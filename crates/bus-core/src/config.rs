use figment::{
    providers::{Env, Format, Toml},
    Figment,
};
use serde::{Deserialize, Serialize};

use crate::error::{BusError, Result};

pub const DEFAULT_GATEWAY_PORT: u16 = 8790;
pub const DEFAULT_BIND: &str = "127.0.0.1";

/// Outbound chat chunking limit: replies longer than this are split
/// into sequential messages.
pub const CHUNK_LIMIT_CHARS: usize = 2000;
/// Boundary used when splitting an oversized reply.
pub const CHUNK_SPLIT_CHARS: usize = 1900;

/// Top-level configuration (`bus.toml` + `BUS_*`/canonical env overrides).
///
/// Modelled directly on `skynet_core::config::SkynetConfig`: nested
/// per-subsystem structs, `Default` impls carrying the spec's defaults,
/// loaded through `figment` so TOML and environment overrides compose.
#[derive(Debug, Clone, Serialize, Deserialize)]
pub struct BusConfig {
    #[serde(default)]
    pub gateway: GatewayConfig,
    #[serde(default)]
    pub database: DatabaseConfig,
    #[serde(default)]
    pub claims: ClaimConfig,
    #[serde(default)]
    pub active_mode: ActiveModeConfig,
    #[serde(default)]
    pub debounce: DebounceConfig,
    #[serde(default)]
    pub invoker: InvokerConfig,
    #[serde(default)]
    pub token_gate: TokenGateConfig,
    #[serde(default)]
    pub memory: MemoryConfig,
}

impl Default for BusConfig {
    fn default() -> Self {
        Self {
            gateway: GatewayConfig::default(),
            database: DatabaseConfig::default(),
            claims: ClaimConfig::default(),
            active_mode: ActiveModeConfig::default(),
            debounce: DebounceConfig::default(),
            invoker: InvokerConfig::default(),
            token_gate: TokenGateConfig::default(),
            memory: MemoryConfig::default(),
        }
    }
}

impl BusConfig {
    /// Load config from an explicit path, else `BUS_CONFIG` env var, else
    /// defaults — same precedence as `SkynetConfig::load`.
    pub fn load(explicit_path: Option<&str>) -> Result<Self> {
        let path = explicit_path
            .map(|s| s.to_string())
            .or_else(|| std::env::var("BUS_CONFIG").ok());

        let mut figment = Figment::from(figment::providers::Serialized::defaults(
            BusConfig::default(),
        ));

        if let Some(path) = path {
            figment = figment.merge(Toml::file(&path));
        }

        figment = figment
            .merge(Env::prefixed("BUS_GATEWAY_").map(|k| format!("gateway.{k}").into()))
            .merge(Env::prefixed("BUS_DB_").map(|k| format!("database.{k}").into()))
            .merge(Env::raw().only(&["LEDGER_DB_PATH"]).map(|_| "database.path".into()))
            .merge(Env::raw().only(&["CLAIMS_DB_PATH"]).map(|_| "database.claims_path".into()))
            .merge(Env::raw().only(&["ACTIVE_MODE_DB_PATH"]).map(|_| "database.active_mode_path".into()))
            .merge(Env::raw().only(&["CHAT_DB_PATH"]).map(|_| "database.chat_path".into()))
            .merge(Env::raw().only(&["ACTIVE_MODE_TIMEOUT_MINUTES"]).map(|_| {
                "active_mode.timeout_minutes".into()
            }))
            .merge(
                Env::raw()
                    .only(&["CRYSTALLIZATION_TURN_THRESHOLD"])
                    .map(|_| "invoker.crystallization_turn_threshold".into()),
            )
            .merge(
                Env::raw()
                    .only(&["CLAIM_TTL_SECONDS"])
                    .map(|_| "claims.ttl_seconds".into()),
            )
            .merge(Env::raw().only(&["PPS_STRICT_AUTH"]).map(|_| "token_gate.strict".into()))
            .merge(
                Env::raw()
                    .only(&["PPS_MASTER_TOKEN"])
                    .map(|_| "token_gate.master_token".into()),
            )
            .merge(Env::raw().only(&["ENTITY_PATH"]).map(|_| "token_gate.entity_path".into()))
            .merge(Env::raw().only(&["BUS_SELF_NAME"]).map(|_| "gateway.self_name".into()))
            .merge(Env::raw().only(&["GRAPH_URL"]).map(|_| "memory.graph_url".into()))
            .merge(Env::raw().only(&["VECTOR_URL"]).map(|_| "memory.vector_url".into()))
            .merge(Env::raw().only(&["ANCHORS_DIR"]).map(|_| "memory.anchors_dir".into()))
            .merge(Env::raw().only(&["CRYSTALS_DIR"]).map(|_| "memory.crystals_dir".into()))
            .merge(
                Env::raw()
                    .only(&["WORKER_BINARY"])
                    .map(|_| "invoker.worker_binary".into()),
            )
            .merge(Env::raw().only(&["WORKER_CWD"]).map(|_| "invoker.worker_cwd".into()))
            .merge(Env::raw().only(&["WORKER_MODEL"]).map(|_| "invoker.model".into()));

        figment
            .extract()
            .map_err(|e| BusError::Config(e.to_string()))
    }
}

#[derive(Debug, Clone, Serialize, Deserialize)]
pub struct GatewayConfig {
    #[serde(default = "default_port")]
    pub port: u16,
    #[serde(default = "default_bind")]
    pub bind: String,
    /// This instance's display name — used for mention detection (§4.7)
    /// and as the worker session pool's agent id (§4.6).
    #[serde(default = "default_self_name")]
    pub self_name: String,
}

impl Default for GatewayConfig {
    fn default() -> Self {
        Self {
            port: default_port(),
            bind: default_bind(),
            self_name: default_self_name(),
        }
    }
}

fn default_port() -> u16 {
    DEFAULT_GATEWAY_PORT
}

fn default_bind() -> String {
    DEFAULT_BIND.to_string()
}

fn default_self_name() -> String {
    "bus".to_string()
}

/// One on-disk SQLite file per durable store (§6's "`*_DB_PATH` ... for
/// each persistent store"). All four default into the same `./data`
/// directory as distinct files — each subsystem opens its own
/// `rusqlite::Connection`, so a shared filename is not required, but
/// keeping them separate matches the canonical env var set exactly.
#[derive(Debug, Clone, Serialize, Deserialize)]
pub struct DatabaseConfig {
    #[serde(default = "default_db_path")]
    pub path: String,
    #[serde(default = "default_claims_db_path")]
    pub claims_path: String,
    #[serde(default = "default_active_mode_db_path")]
    pub active_mode_path: String,
    #[serde(default = "default_chat_db_path")]
    pub chat_path: String,
}

impl Default for DatabaseConfig {
    fn default() -> Self {
        Self {
            path: default_db_path(),
            claims_path: default_claims_db_path(),
            active_mode_path: default_active_mode_db_path(),
            chat_path: default_chat_db_path(),
        }
    }
}

fn default_db_path() -> String {
    "./data/bus.sqlite3".to_string()
}

fn default_claims_db_path() -> String {
    "./data/claims.sqlite3".to_string()
}

fn default_active_mode_db_path() -> String {
    "./data/active_mode.sqlite3".to_string()
}

fn default_chat_db_path() -> String {
    "./data/chat.sqlite3".to_string()
}

/// Claim TTL: 30s, matching the original daemon's `CLAIM_TTL_SECONDS`
/// constant exactly.
#[derive(Debug, Clone, Serialize, Deserialize)]
pub struct ClaimConfig {
    #[serde(default = "default_claim_ttl")]
    pub ttl_seconds: u64,
}

impl Default for ClaimConfig {
    fn default() -> Self {
        Self {
            ttl_seconds: default_claim_ttl(),
        }
    }
}

fn default_claim_ttl() -> u64 {
    30
}

#[derive(Debug, Clone, Serialize, Deserialize)]
pub struct ActiveModeConfig {
    #[serde(default = "default_active_mode_timeout")]
    pub timeout_minutes: u64,
}

impl Default for ActiveModeConfig {
    fn default() -> Self {
        Self {
            timeout_minutes: default_active_mode_timeout(),
        }
    }
}

fn default_active_mode_timeout() -> u64 {
    10
}

/// Debounce batcher tunables — every constant governing message
/// coalescing gets an overridable field here.
#[derive(Debug, Clone, Serialize, Deserialize)]
pub struct DebounceConfig {
    #[serde(default = "default_debounce_initial")]
    pub initial_seconds: f64,
    #[serde(default = "default_debounce_human_initial")]
    pub human_initial_seconds: f64,
    #[serde(default = "default_debounce_increment")]
    pub increment_seconds: f64,
    #[serde(default = "default_debounce_max")]
    pub max_seconds: f64,
    #[serde(default = "default_rapid_threshold")]
    pub rapid_threshold_seconds: f64,
    #[serde(default = "default_presence_window")]
    pub human_presence_window_seconds: f64,
}

impl Default for DebounceConfig {
    fn default() -> Self {
        Self {
            initial_seconds: default_debounce_initial(),
            human_initial_seconds: default_debounce_human_initial(),
            increment_seconds: default_debounce_increment(),
            max_seconds: default_debounce_max(),
            rapid_threshold_seconds: default_rapid_threshold(),
            human_presence_window_seconds: default_presence_window(),
        }
    }
}

fn default_debounce_initial() -> f64 {
    1.5
}
fn default_debounce_human_initial() -> f64 {
    5.0
}
fn default_debounce_increment() -> f64 {
    1.0
}
fn default_debounce_max() -> f64 {
    10.0
}
fn default_rapid_threshold() -> f64 {
    2.0
}
fn default_presence_window() -> f64 {
    300.0
}

#[derive(Debug, Clone, Serialize, Deserialize)]
pub struct InvokerConfig {
    #[serde(default = "default_invoke_timeout")]
    pub timeout_seconds: u64,
    #[serde(default = "default_max_context_tokens")]
    pub max_context_tokens: u64,
    #[serde(default = "default_max_turns")]
    pub max_turns: u32,
    #[serde(default = "default_max_idle_seconds")]
    pub max_idle_seconds: u64,
    #[serde(default = "default_crystallization_turn_threshold")]
    pub crystallization_turn_threshold: u32,
    /// External worker binary invoked by the default `SubprocessWorkerBackend`.
    #[serde(default = "default_worker_binary")]
    pub worker_binary: String,
    #[serde(default = "default_worker_cwd")]
    pub worker_cwd: String,
    #[serde(default = "default_worker_model")]
    pub model: String,
}

impl Default for InvokerConfig {
    fn default() -> Self {
        Self {
            timeout_seconds: default_invoke_timeout(),
            max_context_tokens: default_max_context_tokens(),
            max_turns: default_max_turns(),
            max_idle_seconds: default_max_idle_seconds(),
            crystallization_turn_threshold: default_crystallization_turn_threshold(),
            worker_binary: default_worker_binary(),
            worker_cwd: default_worker_cwd(),
            model: default_worker_model(),
        }
    }
}

fn default_worker_binary() -> String {
    "claude".to_string()
}

fn default_worker_cwd() -> String {
    ".".to_string()
}

fn default_worker_model() -> String {
    "default".to_string()
}

fn default_invoke_timeout() -> u64 {
    180
}
fn default_max_context_tokens() -> u64 {
    100_000
}
fn default_max_turns() -> u32 {
    200
}
fn default_max_idle_seconds() -> u64 {
    3600
}
fn default_crystallization_turn_threshold() -> u32 {
    40
}

#[derive(Debug, Clone, Serialize, Deserialize)]
pub struct TokenGateConfig {
    #[serde(default)]
    pub strict: bool,
    #[serde(default = "default_entity_path")]
    pub entity_path: String,
    pub master_token: Option<String>,
}

impl Default for TokenGateConfig {
    fn default() -> Self {
        Self {
            strict: false,
            entity_path: default_entity_path(),
            master_token: None,
        }
    }
}

fn default_entity_path() -> String {
    "./data/entity_token".to_string()
}

/// Layer router backend locations (§4.2). The graph and vector stores
/// are always addressed over HTTP — one real backend each, chosen at
/// construction, per the design note resolving the source's dual
/// graph-backend ambiguity.
#[derive(Debug, Clone, Serialize, Deserialize)]
pub struct MemoryConfig {
    #[serde(default = "default_graph_url")]
    pub graph_url: String,
    #[serde(default = "default_vector_url")]
    pub vector_url: String,
    #[serde(default = "default_anchors_dir")]
    pub anchors_dir: String,
    #[serde(default = "default_crystals_dir")]
    pub crystals_dir: String,
    #[serde(default = "default_crystals_max_current")]
    pub crystals_max_current: usize,
}

impl Default for MemoryConfig {
    fn default() -> Self {
        Self {
            graph_url: default_graph_url(),
            vector_url: default_vector_url(),
            anchors_dir: default_anchors_dir(),
            crystals_dir: default_crystals_dir(),
            crystals_max_current: default_crystals_max_current(),
        }
    }
}

fn default_graph_url() -> String {
    "http://127.0.0.1:8000".to_string()
}

fn default_vector_url() -> String {
    "http://127.0.0.1:8001".to_string()
}

fn default_anchors_dir() -> String {
    "./data/anchors".to_string()
}

fn default_crystals_dir() -> String {
    "./data/crystals".to_string()
}

fn default_crystals_max_current() -> usize {
    4
}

——————

» Problem details
Search the records for the word "same". Copy each line where it appears.

» Completed exercise
    /// defaults — same precedence as `SkynetConfig::load`.
/// each persistent store"). All four default into the same `./data`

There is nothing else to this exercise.